--- Source material Enclosed Below ---
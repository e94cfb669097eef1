// Configuration management
//
// Handles APU/audio settings and their persistence as TOML.

use serde::{Deserialize, Serialize};
use std::fs;
use std::io;
use std::ops::RangeInclusive;
use std::path::Path;
use thiserror::Error;

use crate::apu::constants::DEFAULT_SAMPLE_RATE;

/// Default configuration file path used by the binary
pub const CONFIG_FILE: &str = "apu_config.toml";

/// Accepted output sample rates in Hz
pub const SAMPLE_RATE_RANGE: RangeInclusive<u32> = 8_000..=192_000;

/// Accepted stream buffer capacities in samples
pub const BUFFER_CAPACITY_RANGE: RangeInclusive<usize> = 1..=(1 << 24);

/// Accepted device channel counts
pub const CHANNELS_RANGE: RangeInclusive<u16> = 1..=8;

/// Errors that can occur while loading or saving the configuration
#[derive(Debug, Error)]
pub enum ConfigError {
    #[error("I/O error: {0}")]
    Io(#[from] io::Error),

    #[error("failed to parse configuration: {0}")]
    Parse(#[from] toml::de::Error),

    #[error("failed to serialize configuration: {0}")]
    Serialize(#[from] toml::ser::Error),
}

/// Top-level configuration
#[derive(Debug, Clone, Default, PartialEq, Serialize, Deserialize)]
pub struct ApuConfig {
    /// Audio settings
    #[serde(default)]
    pub audio: AudioConfig,
}

/// Audio configuration
#[derive(Debug, Clone, PartialEq, Serialize, Deserialize)]
#[serde(default)]
pub struct AudioConfig {
    /// Output sample rate in Hz
    pub sample_rate: u32,

    /// Number of device output channels (the APU itself is mono)
    pub channels: u16,

    /// Stream buffer capacity in samples
    pub buffer_capacity: usize,

    /// Playback volume (0.0-1.0)
    pub volume: f32,

    /// Enable playback
    pub enabled: bool,
}

impl Default for AudioConfig {
    fn default() -> Self {
        Self {
            sample_rate: DEFAULT_SAMPLE_RATE,
            channels: 1,
            buffer_capacity: 50_000,
            volume: 1.0,
            enabled: true,
        }
    }
}

impl AudioConfig {
    /// Create a default audio configuration
    pub fn new() -> Self {
        Self::default()
    }

    /// Set the output sample rate (clamped to [`SAMPLE_RATE_RANGE`])
    pub fn with_sample_rate(mut self, sample_rate: u32) -> Self {
        self.sample_rate = sample_rate;
        self.clamped()
    }

    /// Set the number of device output channels
    pub fn with_channels(mut self, channels: u16) -> Self {
        self.channels = channels;
        self.clamped()
    }

    /// Set the stream buffer capacity in samples (clamped to [`BUFFER_CAPACITY_RANGE`])
    pub fn with_buffer_capacity(mut self, capacity: usize) -> Self {
        self.buffer_capacity = capacity;
        self.clamped()
    }

    /// Set the playback volume (clamped to 0.0-1.0)
    pub fn with_volume(mut self, volume: f32) -> Self {
        self.volume = volume;
        self.clamped()
    }

    /// Pull every field into the range the APU and the device can use
    ///
    /// A zero sample rate would stop sample production and a huge buffer
    /// capacity would abort on allocation, so out-of-range values are
    /// replaced by the nearest accepted one.
    pub fn clamped(mut self) -> Self {
        let sample_rate = self
            .sample_rate
            .clamp(*SAMPLE_RATE_RANGE.start(), *SAMPLE_RATE_RANGE.end());
        if sample_rate != self.sample_rate {
            log::warn!("Sample rate {} Hz out of range, using {} Hz", self.sample_rate, sample_rate);
            self.sample_rate = sample_rate;
        }

        let capacity = self
            .buffer_capacity
            .clamp(*BUFFER_CAPACITY_RANGE.start(), *BUFFER_CAPACITY_RANGE.end());
        if capacity != self.buffer_capacity {
            log::warn!(
                "Buffer capacity {} out of range, using {}",
                self.buffer_capacity,
                capacity
            );
            self.buffer_capacity = capacity;
        }

        self.channels = self
            .channels
            .clamp(*CHANNELS_RANGE.start(), *CHANNELS_RANGE.end());
        self.volume = if self.volume.is_nan() {
            1.0
        } else {
            self.volume.clamp(0.0, 1.0)
        };
        self
    }
}

impl ApuConfig {
    /// Load configuration from file or fall back to defaults
    ///
    /// If the file is missing or invalid, the default configuration is
    /// returned and written back to `path` (best effort).
    pub fn load_or_default(path: impl AsRef<Path>) -> Self {
        let path = path.as_ref();
        Self::load(path).unwrap_or_else(|e| {
            log::debug!("Using default configuration ({}): {}", path.display(), e);
            let config = Self::default();
            if let Err(e) = config.save(path) {
                log::debug!("Could not write default configuration: {}", e);
            }
            config
        })
    }

    /// Load configuration from file
    ///
    /// Out-of-range audio values are clamped, see [`AudioConfig::clamped`].
    pub fn load(path: impl AsRef<Path>) -> Result<Self, ConfigError> {
        let contents = fs::read_to_string(path)?;
        let mut config: Self = toml::from_str(&contents)?;
        config.audio = config.audio.clamped();
        Ok(config)
    }

    /// Save configuration to file
    pub fn save(&self, path: impl AsRef<Path>) -> Result<(), ConfigError> {
        let contents = toml::to_string_pretty(self)?;
        fs::write(path, contents)?;
        Ok(())
    }
}

#[cfg(test)]
mod tests {
    use super::*;
    use std::path::PathBuf;

    fn temp_config_path(name: &str) -> PathBuf {
        std::env::temp_dir().join(format!("nes_apu_{}_{}.toml", name, std::process::id()))
    }

    #[test]
    fn test_default_config() {
        let config = ApuConfig::default();
        assert_eq!(config.audio.sample_rate, 44_100);
        assert_eq!(config.audio.channels, 1);
        assert_eq!(config.audio.buffer_capacity, 50_000);
        assert_eq!(config.audio.volume, 1.0);
        assert!(config.audio.enabled);
    }

    #[test]
    fn test_builder_setters() {
        let audio = AudioConfig::new()
            .with_sample_rate(48_000)
            .with_channels(2)
            .with_buffer_capacity(1024)
            .with_volume(3.0);

        assert_eq!(audio.sample_rate, 48_000);
        assert_eq!(audio.channels, 2);
        assert_eq!(audio.buffer_capacity, 1024);
        assert_eq!(audio.volume, 1.0);
    }

    #[test]
    fn test_out_of_range_values_clamped() {
        let audio = AudioConfig {
            sample_rate: 0,
            channels: 0,
            buffer_capacity: usize::MAX,
            volume: f32::NAN,
            enabled: true,
        }
        .clamped();

        assert_eq!(audio.sample_rate, *SAMPLE_RATE_RANGE.start());
        assert_eq!(audio.channels, 1);
        assert_eq!(audio.buffer_capacity, *BUFFER_CAPACITY_RANGE.end());
        assert_eq!(audio.volume, 1.0);

        let audio = AudioConfig::new()
            .with_sample_rate(1_000_000)
            .with_buffer_capacity(0);
        assert_eq!(audio.sample_rate, *SAMPLE_RATE_RANGE.end());
        assert_eq!(audio.buffer_capacity, 1);
    }

    #[test]
    fn test_load_clamps_file_values() {
        let path = temp_config_path("clamp");
        fs::write(
            &path,
            "[audio]\nsample_rate = 0\nbuffer_capacity = 9223372036854775807\n",
        )
        .expect("Failed to write");

        let loaded = ApuConfig::load(&path).expect("Failed to load");
        let _ = fs::remove_file(&path);

        assert_eq!(loaded.audio.sample_rate, *SAMPLE_RATE_RANGE.start());
        assert_eq!(loaded.audio.buffer_capacity, *BUFFER_CAPACITY_RANGE.end());
    }

    #[test]
    fn test_config_serialization() {
        let config = ApuConfig {
            audio: AudioConfig::new().with_sample_rate(48_000),
        };
        let toml_str = toml::to_string(&config).expect("Failed to serialize");
        let deserialized: ApuConfig = toml::from_str(&toml_str).expect("Failed to deserialize");
        assert_eq!(config, deserialized);
    }

    #[test]
    fn test_partial_file_uses_defaults() {
        let config: ApuConfig =
            toml::from_str("[audio]\nsample_rate = 22050\n").expect("Failed to parse");
        assert_eq!(config.audio.sample_rate, 22_050);
        assert_eq!(config.audio.buffer_capacity, 50_000);
    }

    #[test]
    fn test_save_and_load() {
        let path = temp_config_path("save_load");
        let config = ApuConfig {
            audio: AudioConfig::new().with_volume(0.25),
        };

        config.save(&path).expect("Failed to save");
        let loaded = ApuConfig::load(&path).expect("Failed to load");
        let _ = fs::remove_file(&path);

        assert_eq!(loaded.audio.volume, 0.25);
    }

    #[test]
    fn test_load_invalid_file() {
        let path = temp_config_path("invalid");
        fs::write(&path, "audio = 3").expect("Failed to write");

        let result = ApuConfig::load(&path);
        let _ = fs::remove_file(&path);

        assert!(matches!(result, Err(ConfigError::Parse(_))));
    }

    #[test]
    fn test_load_or_default_writes_missing_file() {
        let path = temp_config_path("missing");
        let _ = fs::remove_file(&path);

        let config = ApuConfig::load_or_default(&path);

        assert_eq!(config, ApuConfig::default());
        assert!(path.exists());
        let _ = fs::remove_file(&path);
    }
}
--- End of Enclosed Source material ---
### Work item
Could you give the number of lines in the entries that contain the string "Clone"? Only the number, please.

### Answer box
2